Adriana Camarena, a police-accountability activist, said that SFPD policies call for de-escalating violent situations, creating time and distance to avoid the use of lethal force.
“They are violating their own policies,” she said at the press conference.
There’s a new district attorney, Chesa Boudin, and he was elected in part on a promise to investigate and take appropriate action on police shootings.
“We are very glad he made those promises,” Father Rick Smith, a Mission District priest and police accountability activist, said at the event. “Now we are going to hold him to them.”
SFPD has yet to schedule a community meeting to present its version of events which resulted in the cops firing eight shots at 24 year old Jamaica Hampton. He was hit three times and remains hospitalized.
It’s fair to assume there will be a lot of outraged citizens in attendance pushing back on the official version of events.
San Francisco Examiner 12.10.2019
Mother questions whether police needed to use lethal force against her son
The person who was shot by San Francisco police in the Mission District over the weekend has been identified by his mother as 24-year-old Jamaica Hampton, a formerly homeless man from Sacramento.
Police have yet to announce when they will hold a town hall meeting to release further details about the case to the public. The meetings are typically held within 10 days of a police shooting.
Hampton was shot near 23rd and Capp around 8:34 a.m. Saturday. Police said he matched the description of a suspect in a nearby burglary and attacked two officers with a glass bottle.
His mother, Tana Hampton, told reporters Tuesday evening outside Mission Police Station that she had not spoken to her son in three weeks and questioned why officers had to use lethal force against him.
“It doesn’t make any sense,” his mother said. “He’s not aggressive that way. He has to be provoked. You have to provoke him… He’s not going to put his hands on somebody just because they are standing there.”
Jamaica Hampton remained in critical condition at Zuckerberg San Francisco General Hospital as of Tuesday evening, according to a hospital spokesperson. Advocates say he was shot at eight times and struck three times.
Police have released limited details in the case and have not confirmed the identity of the man who was shot. But the San Francisco Police Officers Association has said the officers were attacked.
One of the officers was hospitalized with injuries and released late Saturday. A witness previously said that one of the officers was bloodied in the confrontation and cut on the face.
Tana Hampton said she has not been allowed to see her son since driving down with family from Sacramento on Tuesday. She questioned why police shot her son when the weapon he allegedly had was a glass bottle.
“Something is very wrong,” she said. “All I know is they did my son wrong and they act like it’s not a crime — it’s a crime.”
A video published online in October by CityTeam San Francisco, a social services organization that offers addiction recovery services, documented Jamaica Hampton’s story.

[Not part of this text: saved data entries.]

use anyhow::{Context, Result};
use chrono::{DateTime, Utc};
use sqlx::{
    sqlite::{SqliteConnectOptions, SqlitePoolOptions, SqliteRow},
    Pool, Row, Sqlite,
};
use std::{
    fs,
    path::{Path, PathBuf},
    str::FromStr,
};
use tracing::debug;

use shared::domain::{CustomerContact, CustomerId, CustomerIssue};

const RECORD_COLUMNS: &str =
    "id, first_name, last_name, email, phone, issue, created_at, updated_at";

/// Gateway over the `customer_issues` table.
///
/// Every operation is a single statement; nothing spans a transaction with another call, so
/// concurrent operators race with last-write-wins semantics.
#[derive(Clone)]
pub struct Storage {
    pool: Pool<Sqlite>,
}

/// Outcome of `find_by_phone`: the matching record and whatever issue text it carries.
#[derive(Debug, Clone, PartialEq, Eq)]
pub struct PhoneLookup {
    pub customer_id: CustomerId,
    pub issue: Option<String>,
}

impl Storage {
    pub async fn new(database_url: &str) -> Result<Self> {
        ensure_sqlite_parent_dir_exists(database_url)?;

        let connect_options = SqliteConnectOptions::from_str(database_url)?.create_if_missing(true);
        let pool = SqlitePoolOptions::new()
            .max_connections(5)
            .connect_with(connect_options)
            .await?;
        sqlx::migrate!("./migrations").run(&pool).await?;
        Ok(Self { pool })
    }

    pub fn pool(&self) -> &Pool<Sqlite> {
        &self.pool
    }

    pub async fn health_check(&self) -> Result<()> {
        let _: i64 = sqlx::query_scalar("SELECT 1")
            .fetch_one(&self.pool)
            .await
            .context("sqlite ping failed")?;
        Ok(())
    }

    /// All records ordered by identifier ascending.
    pub async fn list_records(&self) -> Result<Vec<CustomerIssue>> {
        let rows = sqlx::query(&format!(
            "SELECT {RECORD_COLUMNS} FROM customer_issues ORDER BY id ASC"
        ))
        .fetch_all(&self.pool)
        .await
        .context("failed to list customer issues")?;
        Ok(rows.iter().map(record_from_row).collect())
    }

    pub async fn get_record(&self, id: CustomerId) -> Result<Option<CustomerIssue>> {
        let row = sqlx::query(&format!(
            "SELECT {RECORD_COLUMNS} FROM customer_issues WHERE id = ?"
        ))
        .bind(id.0)
        .fetch_optional(&self.pool)
        .await
        .with_context(|| format!("failed to load customer issue {id}"))?;
        Ok(row.as_ref().map(record_from_row))
    }

    /// Inserts a record with no issue text. Duplicate email or phone surfaces as an error
    /// recognised by [`is_unique_violation`].
    pub async fn create_record(&self, contact: &CustomerContact) -> Result<CustomerId> {
        let now = now_millis();
        let rec = sqlx::query(
            "INSERT INTO customer_issues (first_name, last_name, email, phone, created_at, updated_at)
             VALUES (?, ?, ?, ?, ?, ?) RETURNING id",
        )
        .bind(&contact.first_name)
        .bind(&contact.last_name)
        .bind(&contact.email)
        .bind(&contact.phone)
        .bind(now)
        .bind(now)
        .fetch_one(&self.pool)
        .await
        .context("failed to create customer issue")?;
        let id = CustomerId(rec.get::<i64, _>(0));
        debug!(customer_id = id.0, "customer issue created");
        Ok(id)
    }

    /// Overwrites every field. Returns rows affected; an unknown id is 0, not an error.
    pub async fn update_record(
        &self,
        id: CustomerId,
        contact: &CustomerContact,
        issue: Option<&str>,
    ) -> Result<u64> {
        let result = sqlx::query(
            "UPDATE customer_issues
             SET first_name = ?, last_name = ?, email = ?, phone = ?, issue = ?,
                 updated_at = MAX(updated_at, ?)
             WHERE id = ?",
        )
        .bind(&contact.first_name)
        .bind(&contact.last_name)
        .bind(&contact.email)
        .bind(&contact.phone)
        .bind(issue)
        .bind(now_millis())
        .bind(id.0)
        .execute(&self.pool)
        .await
        .with_context(|| format!("failed to update customer issue {id}"))?;
        Ok(result.rows_affected())
    }

    /// Overwrites only the issue text; used for manual entry and escalation summaries.
    pub async fn set_issue_text(&self, id: CustomerId, text: &str) -> Result<u64> {
        let result = sqlx::query(
            "UPDATE customer_issues SET issue = ?, updated_at = MAX(updated_at, ?) WHERE id = ?",
        )
        .bind(text)
        .bind(now_millis())
        .bind(id.0)
        .execute(&self.pool)
        .await
        .with_context(|| format!("failed to set issue text for {id}"))?;
        Ok(result.rows_affected())
    }

    pub async fn delete_record(&self, id: CustomerId) -> Result<u64> {
        let result = sqlx::query("DELETE FROM customer_issues WHERE id = ?")
            .bind(id.0)
            .execute(&self.pool)
            .await
            .with_context(|| format!("failed to delete customer issue {id}"))?;
        Ok(result.rows_affected())
    }

    pub async fn find_by_phone(&self, phone: &str) -> Result<Option<PhoneLookup>> {
        let row = sqlx::query("SELECT id, issue FROM customer_issues WHERE phone = ?")
            .bind(phone)
            .fetch_optional(&self.pool)
            .await
            .context("failed to look up issue by phone")?;
        Ok(row.map(|r| PhoneLookup {
            customer_id: CustomerId(r.get::<i64, _>(0)),
            issue: r.get::<Option<String>, _>(1),
        }))
    }
}

/// True when the error chain carries the driver's unique-constraint failure.
pub fn is_unique_violation(err: &anyhow::Error) -> bool {
    err.chain().any(|cause| {
        matches!(
            cause.downcast_ref::<sqlx::Error>(),
            Some(sqlx::Error::Database(db)) if db.is_unique_violation()
        )
    })
}

fn record_from_row(r: &SqliteRow) -> CustomerIssue {
    CustomerIssue {
        id: CustomerId(r.get::<i64, _>(0)),
        first_name: r.get::<String, _>(1),
        last_name: r.get::<String, _>(2),
        email: r.get::<String, _>(3),
        phone: r.get::<String, _>(4),
        issue: r.get::<Option<String>, _>(5),
        created_at: from_millis(r.get::<i64, _>(6)),
        updated_at: from_millis(r.get::<i64, _>(7)),
    }
}

fn now_millis() -> i64 {
    Utc::now().timestamp_millis()
}

fn from_millis(millis: i64) -> DateTime<Utc> {
    DateTime::from_timestamp_millis(millis).unwrap_or_default()
}

fn ensure_sqlite_parent_dir_exists(database_url: &str) -> Result<()> {
    let Some(path) = sqlite_path(database_url) else {
        return Ok(());
    };

    let Some(parent) = path.parent() else {
        return Ok(());
    };

    fs::create_dir_all(parent).with_context(|| {
        format!(
            "failed to create parent directory '{}' for database url '{database_url}'",
            parent.display()
        )
    })?;

    Ok(())
}

fn sqlite_path(database_url: &str) -> Option<PathBuf> {
    if database_url == "sqlite::memory:" || !database_url.starts_with("sqlite:") {
        return None;
    }

    let path = database_url
        .trim_start_matches("sqlite://")
        .trim_start_matches("sqlite:")
        .split('?')
        .next()
        .unwrap_or_default();

    if path.is_empty() {
        return None;
    }

    Some(Path::new(path).to_path_buf())
}

#[cfg(test)]
#[path = "tests/lib_tests.rs"]
mod tests;
//! Per-session page state. Every transition goes through [`SessionContext::apply`], whose match is
//! the complete table of allowed moves; anything not listed is rejected.

use shared::{
    domain::{ChatRole, ChatTurn, CustomerId, Notice, Page},
    protocol::NavAction,
};
use thiserror::Error;

pub const NO_CUSTOMER_SELECTED: &str = "No customer selected. Please add a customer first.";

#[derive(Debug, Clone, Copy, PartialEq, Eq)]
pub enum PageEvent {
    Navigate(NavAction),
    IntakeAccepted(CustomerId),
    Escalated,
}

impl PageEvent {
    pub fn name(self) -> &'static str {
        match self {
            PageEvent::Navigate(NavAction::RaiseNewIssue) => "raise_new_issue",
            PageEvent::Navigate(NavAction::ViewExistingIssues) => "view_existing_issues",
            PageEvent::Navigate(NavAction::Home) => "home",
            PageEvent::IntakeAccepted(_) => "intake_accepted",
            PageEvent::Escalated => "escalate",
        }
    }
}

#[derive(Debug, Clone, Copy, PartialEq, Eq, Error)]
pub enum TransitionError {
    #[error("'{event}' is not available on the {from} page")]
    NotAllowed { from: Page, event: &'static str },
}

/// Everything one browser session remembers between interactions.
#[derive(Debug, Clone, Default, PartialEq, Eq)]
pub struct SessionContext {
    page: Page,
    customer_id: Option<CustomerId>,
    transcript: Vec<ChatTurn>,
}

impl SessionContext {
    pub fn new() -> Self {
        Self::default()
    }

    #[cfg(test)]
    pub(crate) fn at_page(page: Page) -> Self {
        Self {
            page,
            ..Self::default()
        }
    }

    pub fn page(&self) -> Page {
        self.page
    }

    pub fn customer_id(&self) -> Option<CustomerId> {
        self.customer_id
    }

    pub fn transcript(&self) -> &[ChatTurn] {
        &self.transcript
    }

    pub fn apply(&mut self, event: PageEvent) -> Result<Page, TransitionError> {
        use NavAction::{Home, RaiseNewIssue, ViewExistingIssues};

        let next = match (self.page, event) {
            (Page::Home, PageEvent::Navigate(RaiseNewIssue)) => Page::NewIssue,
            (Page::Home, PageEvent::Navigate(ViewExistingIssues)) => Page::ExistingIssue,
            (Page::NewIssue, PageEvent::IntakeAccepted(customer_id)) => {
                self.customer_id = Some(customer_id);
                self.transcript.clear();
                Page::IssueManagement
            }
            (Page::NewIssue, PageEvent::Navigate(Home)) => Page::Home,
            (Page::IssueManagement, PageEvent::Escalated) => {
                self.clear_chat();
                Page::NewIssue
            }
            // Leaving the chat for home also drops the customer and transcript, same as escalation.
            (Page::IssueManagement, PageEvent::Navigate(Home)) => {
                self.clear_chat();
                Page::Home
            }
            (Page::ExistingIssue, PageEvent::Navigate(Home)) => Page::Home,
            (from, event) => {
                return Err(TransitionError::NotAllowed {
                    from,
                    event: event.name(),
                })
            }
        };
        self.page = next;
        Ok(next)
    }

    /// Fails closed: a chat page without an active customer is sent back to intake.
    pub fn enforce_chat_guard(&mut self) -> Option<Notice> {
        if self.page == Page::IssueManagement && self.customer_id.is_none() {
            self.page = Page::NewIssue;
            self.transcript.clear();
            return Some(Notice::error(NO_CUSTOMER_SELECTED));
        }
        None
    }

    pub fn push_turn(&mut self, turn: ChatTurn) {
        self.transcript.push(turn);
    }

    /// Customer-authored turns joined by single spaces; assistant turns are left out.
    pub fn customer_text(&self) -> String {
        self.transcript
            .iter()
            .filter(|turn| turn.role == ChatRole::Customer)
            .map(|turn| turn.text.as_str())
            .collect::<Vec<_>>()
            .join(" ")
    }

    fn clear_chat(&mut self) {
        self.customer_id = None;
        self.transcript.clear();
    }
}

#[cfg(test)]
#[path = "tests/session_tests.rs"]
mod tests;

“Growing up was tough,” Hampton said in the video, dressed in all black with his hair tied into a bun at the crown of his head. “I remember being homeless a lot. It seemed normal at the time, my mom being homeless and dragging us with her.”

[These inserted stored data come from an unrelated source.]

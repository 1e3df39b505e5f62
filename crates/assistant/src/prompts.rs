use tracing::warn;

use crate::{AssistantError, CompletionClient, CompletionRequest};

pub const SUMMARY_SYSTEM_PROMPT: &str = "You are a highly skilled professional assistant. \
Summarize the text provided by the customer into a single, well-structured paragraph using a \
formal and professional tone. Focus only on the relevant and key details expressed by the \
customer, avoiding any unrelated or irrelevant points. Ensure the summary is clear, concise, and \
accurately reflects the customer's main concerns or intentions. Use third-person perspective and \
avoid including any first-person pronouns such as 'my' or 'I'. Do not include any introductory \
or concluding phrases such as 'Here is a summary.' Return only the main summarized content.";

pub const REPLY_SYSTEM_PROMPT: &str = "you are a helpful assistant for an e-commerce company. \
Give a meaningful response within 150 tokens";

pub fn summary_request(transcript: &str) -> CompletionRequest {
    CompletionRequest {
        system_prompt: SUMMARY_SYSTEM_PROMPT.to_string(),
        user_message: transcript.to_string(),
        temperature: 0.5,
        max_tokens: 400,
        top_p: 1.0,
    }
}

pub fn reply_request(utterance: &str) -> CompletionRequest {
    CompletionRequest {
        system_prompt: REPLY_SYSTEM_PROMPT.to_string(),
        user_message: utterance.to_string(),
        temperature: 0.5,
        max_tokens: 100,
        top_p: 1.0,
    }
}

/// Summarizes customer-authored text. Never fails: every error becomes the text that gets
/// persisted in place of a summary.
pub async fn summarize_transcript(client: &dyn CompletionClient, transcript: &str) -> String {
    match client.complete(summary_request(transcript)).await {
        Ok(summary) => summary,
        Err(err) => {
            warn!(retryable = err.is_retryable(), error = %err, "transcript summary failed");
            match err {
                AssistantError::Status { .. } => format!("API Error: {err}"),
                AssistantError::MissingContent => {
                    "Error: No summary returned in response.".to_string()
                }
                AssistantError::Transport(_) | AssistantError::Decode(_) => {
                    format!("Error summarizing the transcript: {err}")
                }
            }
        }
    }
}

/// Answers one utterance with no prior context. Failures come back as `Error: ...` text.
pub async fn reply_to_customer(client: &dyn CompletionClient, utterance: &str) -> String {
    match client.complete(reply_request(utterance)).await {
        Ok(reply) => reply,
        Err(err) => {
            warn!(retryable = err.is_retryable(), error = %err, "assistant reply failed");
            format!("Error: {err}")
        }
    }
}
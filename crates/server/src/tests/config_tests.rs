use std::collections::HashMap;

use super::*;

fn env_of(pairs: &[(&str, &str)]) -> impl Fn(&str) -> Option<String> {
    let vars: HashMap<String, String> = pairs
        .iter()
        .map(|(k, v)| (k.to_string(), v.to_string()))
        .collect();
    move |key: &str| vars.get(key).cloned()
}

#[test]
fn refuses_to_load_without_api_key() {
    let err = load_settings_from(None, env_of(&[])).expect_err("missing key");
    assert_eq!(err.to_string(), API_KEY_MISSING);

    let err =
        load_settings_from(None, env_of(&[("GROQ_API_KEY", "   ")])).expect_err("blank key");
    assert_eq!(err.to_string(), API_KEY_MISSING);
}

#[test]
fn defaults_apply_when_only_key_is_set() {
    let settings =
        load_settings_from(None, env_of(&[("GROQ_API_KEY", "gsk-test")])).expect("settings");
    assert_eq!(settings.llm_api_key, "gsk-test");
    assert_eq!(settings.llm_api_url, DEFAULT_API_URL);
    assert_eq!(settings.llm_model, DEFAULT_MODEL);
    assert_eq!(settings.llm_timeout_seconds, None);
    assert_eq!(settings.server_bind, "127.0.0.1:8080");
    assert_eq!(settings.session_idle(), Duration::from_secs(30 * 60));
}

#[test]
fn session_idle_timeout_comes_from_file_then_environment() {
    let settings = load_settings_from(
        Some("session_idle_seconds = 120"),
        env_of(&[("GROQ_API_KEY", "k")]),
    )
    .expect("settings");
    assert_eq!(settings.session_idle(), Duration::from_secs(120));

    let settings = load_settings_from(
        Some("session_idle_seconds = 120"),
        env_of(&[("GROQ_API_KEY", "k"), ("APP__SESSION_IDLE_SECONDS", "15")]),
    )
    .expect("settings");
    assert_eq!(settings.session_idle_seconds, 15);

    load_settings_from(
        None,
        env_of(&[("GROQ_API_KEY", "k"), ("APP__SESSION_IDLE_SECONDS", "forever")]),
    )
    .expect_err("unparsable");
    load_settings_from(
        None,
        env_of(&[("GROQ_API_KEY", "k"), ("APP__SESSION_IDLE_SECONDS", "0")]),
    )
    .expect_err("zero");
}

#[test]
fn environment_overrides_file_and_app_prefix_wins() {
    let file = r#"
        bind_addr = "0.0.0.0:9000"
        database_url = "sqlite://./file.db"
        llm_model = "file-model"
        llm_timeout_seconds = 30
    "#;
    let settings = load_settings_from(
        Some(file),
        env_of(&[
            ("GROQ_API_KEY", "plain"),
            ("APP__LLM_API_KEY", "prefixed"),
            ("DATABASE_URL", "sqlite://./env.db"),
            ("APP__LLM_MODEL", "env-model"),
        ]),
    )
    .expect("settings");

    assert_eq!(settings.server_bind, "0.0.0.0:9000");
    assert_eq!(settings.database_url, "sqlite://./env.db");
    assert_eq!(settings.llm_api_key, "prefixed");
    assert_eq!(settings.llm_model, "env-model");
    assert_eq!(settings.llm_timeout_seconds, Some(30));

    let config = settings.assistant_config();
    assert_eq!(config.timeout, Some(Duration::from_secs(30)));
    assert_eq!(config.model, "env-model");
}

#[test]
fn unreadable_file_is_ignored() {
    let settings = load_settings_from(Some("not = [valid"), env_of(&[("GROQ_API_KEY", "k")]))
        .expect("settings");
    assert_eq!(settings.server_bind, Settings::default().server_bind);
}

#[test]
fn rejects_bad_api_url_and_timeout() {
    let err = load_settings_from(
        None,
        env_of(&[("GROQ_API_KEY", "k"), ("APP__LLM_API_URL", "ftp://example.com/x")]),
    )
    .expect_err("scheme");
    assert!(err.to_string().contains("http or https"));

    load_settings_from(
        None,
        env_of(&[("GROQ_API_KEY", "k"), ("APP__LLM_API_URL", "not a url")]),
    )
    .expect_err("parse");

    load_settings_from(
        None,
        env_of(&[("GROQ_API_KEY", "k"), ("APP__LLM_TIMEOUT_SECONDS", "soon")]),
    )
    .expect_err("timeout");
}

#[test]
fn normalizes_plain_file_path_to_sqlite_url() {
    assert_eq!(
        normalize_database_url("./data/test.db"),
        "sqlite://./data/test.db"
    );
    assert_eq!(
        normalize_database_url("data\\test.db"),
        "sqlite://data/test.db"
    );
}

#[test]
fn keeps_explicit_urls_and_defaults_blank_input() {
    assert_eq!(normalize_database_url("sqlite::memory:"), "sqlite::memory:");
    assert_eq!(
        normalize_database_url(" sqlite://./x.db "),
        "sqlite://./x.db"
    );
    assert_eq!(normalize_database_url("  "), Settings::default().database_url);
}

Hampton described “growing up in a drug house, all kinds of people in and out of it, and pretty much being raised there.”
Hampton said he entered the foster care system at age 12, where he and his siblings were “split up.”
“It carried over as an adult,” he said, adding that he suffered from anxiety disorder stemming from childhood trauma.
Hampton is candid in the video about struggling with substance use issues, and said he began drinking at age 21 to numb his inner turmoil.
“I was depressed, I tried to kill myself, and I ended up pushing everybody away,” he said. “I ended up becoming homeless, not really knowing how to get out of the situation I was in.”
Not having a father figure in his life, Hampton said there was a void in his life that he tried to fill “with drugs and alcohol.”
But he appeared to have found support to turn his life around with CityTeam and said his goal was to join the organization’s youth mentorship program for foster youth, and eventually become a social worker.
“I want to help the kids that were in my situation, and maybe just try to be a role model for them,” Hampton said. “I could be an example of what not to do — but also an example of how to get back on your feet.”
The incident marked the first on-duty shooting by the San Francisco Police Department since June 2018.